Having been one of the most iconic franchises in Hollywood since the early 1960s, it’s impossible to imagine the cinematic landscape without James Bond. It’s almost as difficult to imagine 007 without MGM, but the studio once seriously considered permanently retiring the suave secret agent.
United Artists distributed the first 12 entries in the long-running series, but the new ownership picked up the slack when the outfit merged with MGM in the early 1980s. Since then, MGM has become almost synonymous with Bond, having been a key partner in every subsequent big-screen adventure from Octopussy on.
With the Broccoli family now out of the picture, the recently rebranded MGM Amazon Studios has more skin in the game than ever before, which makes it unthinkable that it was once contemplating sending the industry’s most famous spy out to pasture, with plans tentatively afoot to replace it.
Until the current gap between Daniel Craig’s swansong in No Time to Die and Denis Villeneuve’s upcoming film, the longest wait between Bond flicks came between the Timothy Dalton and Pierce Brosnan eras, where legal red tape and contractual small print halted 007 in his tracks.
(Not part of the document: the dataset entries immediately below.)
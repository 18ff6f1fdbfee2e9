use ratatui::{
    prelude::*,
    widgets::{List, ListItem},
    Frame,
};

use crate::ui::{layouts, screens::Screen, theme};

pub fn render_help_popup(f: &mut Frame, screen: &Screen) {
    let help_items = get_help_items(screen);

    let inner = super::popup::render_popup_frame(
        f,
        f.area(),
        layouts::popup_sizes::LARGE,
        " Help (press ? or Esc to close) ",
        theme::accent_border_style(),
    );

    let items: Vec<ListItem> = help_items
        .iter()
        .map(|(key, description)| {
            ListItem::new(Line::from(vec![
                Span::styled(format!("{:15}", key), theme::header_style()),
                Span::raw(*description),
            ]))
        })
        .collect();

    let list = List::new(items).style(Style::default().fg(Color::White));

    f.render_widget(list, inner);
}

fn get_help_items(screen: &Screen) -> Vec<(&'static str, &'static str)> {
    let mut items = vec![];

    match screen {
        Screen::Blotter(..) => {
            items.push(("↑/k", "Move selection up"));
            items.push(("↓/j", "Move selection down"));
            items.push(("Enter/e/→/l", "Edit category of selected transaction"));
            items.push(("r", "Reload transactions"));
        }
        Screen::Editor(editor) => {
            items.push(("c/Enter", "Choose category"));
            if editor.selector.node().offers_add() {
                items.push(("a", "Create a new category"));
            }
            if editor.selector.node().offers_split() {
                items.push(("s", "Mark as split"));
            }
            items.push(("Tab/Shift+Tab", "Move between attributes"));
            items.push(("←/→", "Change list or checkbox attribute"));
            items.push(("Ctrl+S", "Save transaction"));
            items.push(("Esc", "Leave attribute, or discard changes"));
        }
        Screen::Logs(..) => {
            items.push(("↑/k", "Scroll up (older logs)"));
            items.push(("↓/j", "Scroll down (newer logs)"));
            items.push(("Page Up", "Scroll up one page"));
            items.push(("Page Down", "Scroll down one page"));
            items.push(("g then g", "Scroll to oldest logs"));
            items.push(("G", "Scroll to newest logs"));
        }
    }

    items.push(("", ""));
    items.push(("--- Global ---", ""));
    items.push(("h/←", "Navigate back"));
    items.push(("g then l", "Go to logs"));
    items.push(("g then g", "Navigate to top of list"));
    items.push(("G", "Navigate to bottom of list"));
    items.push(("?", "Toggle this help"));
    items.push(("q", "Quit application"));

    items
}
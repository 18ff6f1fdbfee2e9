use ratatui::{
    prelude::*,
    text::{Line, Span},
    widgets::{Block, Borders, Paragraph},
};

use crate::state::{EditorPopup, EditorState, StatusMessage};
use crate::ui::{
    components::{category_form, category_picker, help_bar, status_line},
    layouts, theme,
};

pub fn render(f: &mut Frame, editor: &EditorState, status: Option<&StatusMessage>) {
    let (title_area, content_area, help_area) = layouts::screen_layout(f.area());

    let (title_text_area, status_area) = layouts::title_with_status(title_area);
    f.render_widget(
        Paragraph::new(format!("Transaction {}", editor.transaction_id()))
            .style(theme::title_style()),
        title_text_area,
    );
    status_line::render_status(f, status_area, status);

    render_content(f, content_area, editor);
    help_bar::render_help_bar(f, help_area, help_hints(editor));

    match editor.popup {
        Some(EditorPopup::Picker(ref picker)) => {
            category_picker::render_category_picker(f, picker, editor.selector.selected_category_id());
        }
        Some(EditorPopup::CategoryForm(ref form)) => {
            category_form::render_category_form(f, form);
        }
        None => {}
    }
}

fn render_content(f: &mut Frame, area: Rect, editor: &EditorState) {
    let record = &editor.record;
    let mut lines = vec![
        Line::from(vec![
            Span::styled(format!("{:12}", "Account"), theme::header_style()),
            Span::raw(record.from_account_title.clone()),
        ]),
        Line::from(vec![
            Span::styled(format!("{:12}", "Payee"), theme::header_style()),
            Span::raw(record.payee.clone().unwrap_or_default()),
        ]),
        Line::from(""),
        category_line(editor),
        Line::from(""),
    ];

    if let Some(panel) = editor.selector.attributes_panel() {
        let focused = panel.focused();
        for (index, view) in panel.rows().iter().enumerate() {
            let style = if focused == Some(index) {
                theme::form_field_focused_style()
            } else {
                theme::form_field_style()
            };
            lines.push(Line::from(vec![
                Span::styled(format!("{:12}", view.attribute().title), theme::header_style()),
                Span::styled(view.display_value(), style),
            ]));
        }
    }

    let paragraph = Paragraph::new(lines)
        .block(Block::default().borders(Borders::ALL).title("Category"));
    f.render_widget(paragraph, area);
}

fn category_line(editor: &EditorState) -> Line<'static> {
    let node = editor.selector.node();
    let mut spans = vec![
        Span::styled(format!("{:12}", "Category"), theme::header_style()),
        Span::styled(editor.selector.label().to_string(), theme::form_field_focused_style()),
    ];
    if node.offers_add() {
        spans.push(Span::styled("  [a] new", theme::help_text_style()));
    }
    if node.offers_split() {
        spans.push(Span::styled("  [s] split", theme::help_text_style()));
    }
    Line::from(spans)
}

fn help_hints(editor: &EditorState) -> &'static [(&'static str, &'static str)] {
    if editor.attribute_focused() {
        &[
            ("Tab/Shift+Tab", "field"),
            ("←/→", "change"),
            ("Enter", "save"),
            ("Esc", "leave field"),
        ]
    } else {
        &[
            ("c", "category"),
            ("Tab", "attributes"),
            ("Ctrl+S", "save"),
            ("Esc", "discard"),
            ("?", "help"),
        ]
    }
}
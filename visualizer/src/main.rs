use crossterm::event::{Event, KeyCode, KeyModifiers};
use crossterm::terminal::{
    disable_raw_mode, enable_raw_mode, EnterAlternateScreen, LeaveAlternateScreen,
};
use crossterm::{event, execute};
use std::io::{self, BufRead};
use std::process::exit;
use std::thread;
use std::time::Duration;
use tui::backend::CrosstermBackend;
use tui::Terminal;

use crate::state::State;
use crate::terminal::Redraw;

#[macro_use]
mod defer;

mod config;
mod err;
mod parse;
mod state;
mod terminal;

fn main() -> Result<(), err::DebugFromDisplay<io::Error>> {
    if atty::is(atty::Stream::Stdin) {
        eprintln!("Input must be piped into stdin.");
        eprintln!();
        eprintln!("All available commands:");
        eprintln!(".vz cn <chart name>");
        eprintln!(".vz sn <series name>");
        eprintln!(".vz xn <x-axis name>");
        eprintln!(".vz yn <y-axis name>");
        eprintln!(".vz xs [<x coord>, ...]");
        eprintln!(".vz ys [<y coord>, ...]");
        return Ok(());
    }

    let stdout = io::stdout();
    let mut stdin = io::stdin().lock();

    let mut terminal = Terminal::new(CrosstermBackend::new(&stdout))?;

    thread::scope(|s| {
        // spawn a background thread to handle user input (for exiting)
        s.spawn(|| {
            let status = {
                defer! { let _ = disable_raw_mode(); }
                defer! { let _ = execute!(&stdout, LeaveAlternateScreen); }

                fn run() -> Result<(), io::Error> {
                    loop {
                        if event::poll(Duration::from_secs(365 * 86400))? {
                            if let Event::Key(key) = event::read()? {
                                let ctrl_c = key.modifiers == KeyModifiers::CONTROL
                                    && key.code == KeyCode::Char('c');
                                let q = key.modifiers == KeyModifiers::NONE
                                    && key.code == KeyCode::Char('q');
                                if ctrl_c || q {
                                    return Ok(());
                                }
                            }
                        }
                    }
                }

                match run() {
                    Ok(()) => 0,
                    Err(e) => {
                        eprintln!("Failed to run input thread: {:?}", e);
                        1337
                    }
                }
            };

            exit(status);
        });

        let mut state = State::default();
        let mut line = String::new();

        // Wait for first line of input before we switch to the alt screen.
        // This helps in situations like `cargo run firmware | cargo run visualizer`,
        // where the firmware is still building (and hence writing to the screen),
        // so it doesn't stomp on the graph.
        if stdin.read_line(&mut line)? == 0 {
            // input stream closed
            return Ok(());
        }

        // We've seen our first line of input--switch to the alt screen and start rendering.
        enable_raw_mode()?;
        defer! { let _ = disable_raw_mode(); }
        execute!(&stdout, EnterAlternateScreen)?;
        defer! { let _ = execute!(&stdout, LeaveAlternateScreen); }
        terminal.hide_cursor()?;

        loop {
            // Parse line
            let redraw = parse::handle_line(&mut state, &line);

            // Redraw if requested
            match redraw {
                Redraw::No => {}
                Redraw::Yes => terminal::draw(&state, &mut terminal)?,
            }

            // Read next line
            line.clear();
            if stdin.read_line(&mut line)? == 0 {
                // input stream closed
                return Ok(());
            }
        }
    })
}
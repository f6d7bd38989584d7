//! Tunable constants, collected by subsystem.
//!
//! Mirrors the teacher firmware's `config::{clk, adc, fft}` layout of
//! nested `pub mod`s of `const`s, one module per subsystem, rather than a
//! single flat list.

/// Clock synchronizer tuning (spec.md §4.B, §6).
pub mod sync {
    /// Reject offset samples whose RTT exceeds this (inclusive boundary is accepted).
    pub const RTT_QUALITY_THRESHOLD_US: u64 = 120_000;

    /// Reject a latency sample if it exceeds this multiple of the smoothed estimate.
    pub const OUTLIER_MULT: u32 = 3;

    /// Offset ring capacity.
    pub const OFFSET_SAMPLE_CAP: usize = 10;

    /// Samples required before the synchronizer reports `valid`.
    pub const MIN_VALID_SAMPLES: usize = 5;

    /// EMA weight given to each new sample (latency EMA and drift EMA).
    pub const EMA_WEIGHT: f32 = 0.3;

    /// Warm-up sample count before the latency EMA is considered meaningful.
    pub const LATENCY_WARMUP_SAMPLES: u32 = 3;

    /// Outlier deviation bound for offset samples once the ring is populated (§4.B.2).
    pub const OFFSET_OUTLIER_DEVIATION_US: i64 = 5_000;

    /// Drift rate clamp, in microseconds per millisecond (100ppm).
    pub const DRIFT_CLAMP_US_PER_MS: f32 = 0.1;

    /// Minimum adaptive lead time.
    pub const LEAD_MIN_US: u32 = 65_000;

    /// Maximum adaptive lead time.
    pub const LEAD_MAX_US: u32 = 150_000;

    /// Fixed overhead added to the adaptive lead time estimate.
    pub const PROCESSING_OVERHEAD_US: u32 = 20_000;

    /// Weight `k` applied to `sqrt(rtt_variance)` in the lead time formula.
    pub const LEAD_VARIANCE_WEIGHT: f32 = 1.0;

    /// Age after which a synchronizer with no fresh samples downgrades to not-valid.
    pub const SYNC_MAX_AGE_US: u64 = 10_000_000;

    /// Maximum number of in-flight (unanswered) pings tracked at once.
    pub const MAX_PENDING_PINGS: usize = 4;
}

/// Macrocycle planner tuning (spec.md §4.C).
pub mod planner {
    /// Hard cap on events in a single macrocycle.
    pub const MAX_EVENTS_PER_MACROCYCLE: usize = 12;

    /// Number of independently-generated patterns concatenated into a macrocycle.
    pub const PATTERNS_PER_MACROCYCLE: usize = 3;

    /// Hardware-specific finger count; configurable between 4 and 5.
    pub const NUM_FINGERS: usize = 4;

    /// Grace window for rejecting macrocycle events that are already past-due on arrival.
    pub const GRACE_WINDOW_US: u64 = 5_000;

    /// Base frequency (Hz) that on-wire `freq_offset` bytes are relative to.
    pub const FREQ_BASE_HZ: u16 = 100;

    /// Hz represented by one unit of on-wire `freq_offset`.
    pub const FREQ_STEP_HZ: i16 = 5;
}

/// Execution scheduler tuning (spec.md §4.D).
pub mod scheduler {
    /// Minimum delay the hardware timer may be armed for, protecting against
    /// immediate-fire due to setup overhead.
    pub const MIN_ARMING_DELAY_US: u32 = 50;

    /// Grace window for dropping activations that are already past-due.
    pub const GRACE_WINDOW_US: u64 = 1_000;
}

/// Wire format framing.
pub mod wire {
    /// End-of-message framing byte appended by the transport.
    pub const FRAMING_BYTE: u8 = 0x04;
}
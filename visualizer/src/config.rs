//! Tunables for the terminal chart/log viewer.

/// How many of the most recent raw log lines to keep around for the scrollback pane.
pub const SCROLLBACK_LINES: usize = 1000;

/// Longest log line kept verbatim; longer lines are truncated.
pub const MAX_LINE_LENGTH: usize = 500;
Things dragged on for so long without a resolution in sight that MGM began considering other options. One of which was acquiring the rights to another string of spy novels, and threatening that if the ongoing impasse didn’t end, the studio would go ahead and launch another spy saga in its place.
“At one point, MGM execs became irritated with the slow progress, and they optioned the Quiller spy series of novels and threatened to churn out a Quiller film series, just to prove they could,” John Cork revealed in the book Nobody Does It Better. The bigwigs didn’t want Dalton to complete his contractually obliged third film, and without a script, story, or director, alternatives were being looked at.
Jeff Kleeman, the producer who was pivotal in relaunching Bond with GoldenEye, explained that 007’s lack of cultural relevance among its target demographic wasn’t helping matters. When Frank Mancuso was appointed chairman of MGM in 1993, he ordered a marketing survey, and the prognosis wasn’t great.
“What the marketing survey revealed that was because it had been over a decade since there had been a Bond movie that the audience cared about, the younger generation of filmgoers, the generation which studios are always seeking, was completely oblivious to Bond,” he shared. They either didn’t know who he was or viewed the character as someone their dad liked. “Neither response being impressive to MGM,” he added.
Obviously, cooler heads prevailed, and Martin Campbell’s GoldenEye spectacularly revitalised 007. The threats were never acted on, and the only feature-length adaptation of Elleston Trevor’s Quiller novels remains 1966’s The Quiller Memorandum, starring George Segal in the title role.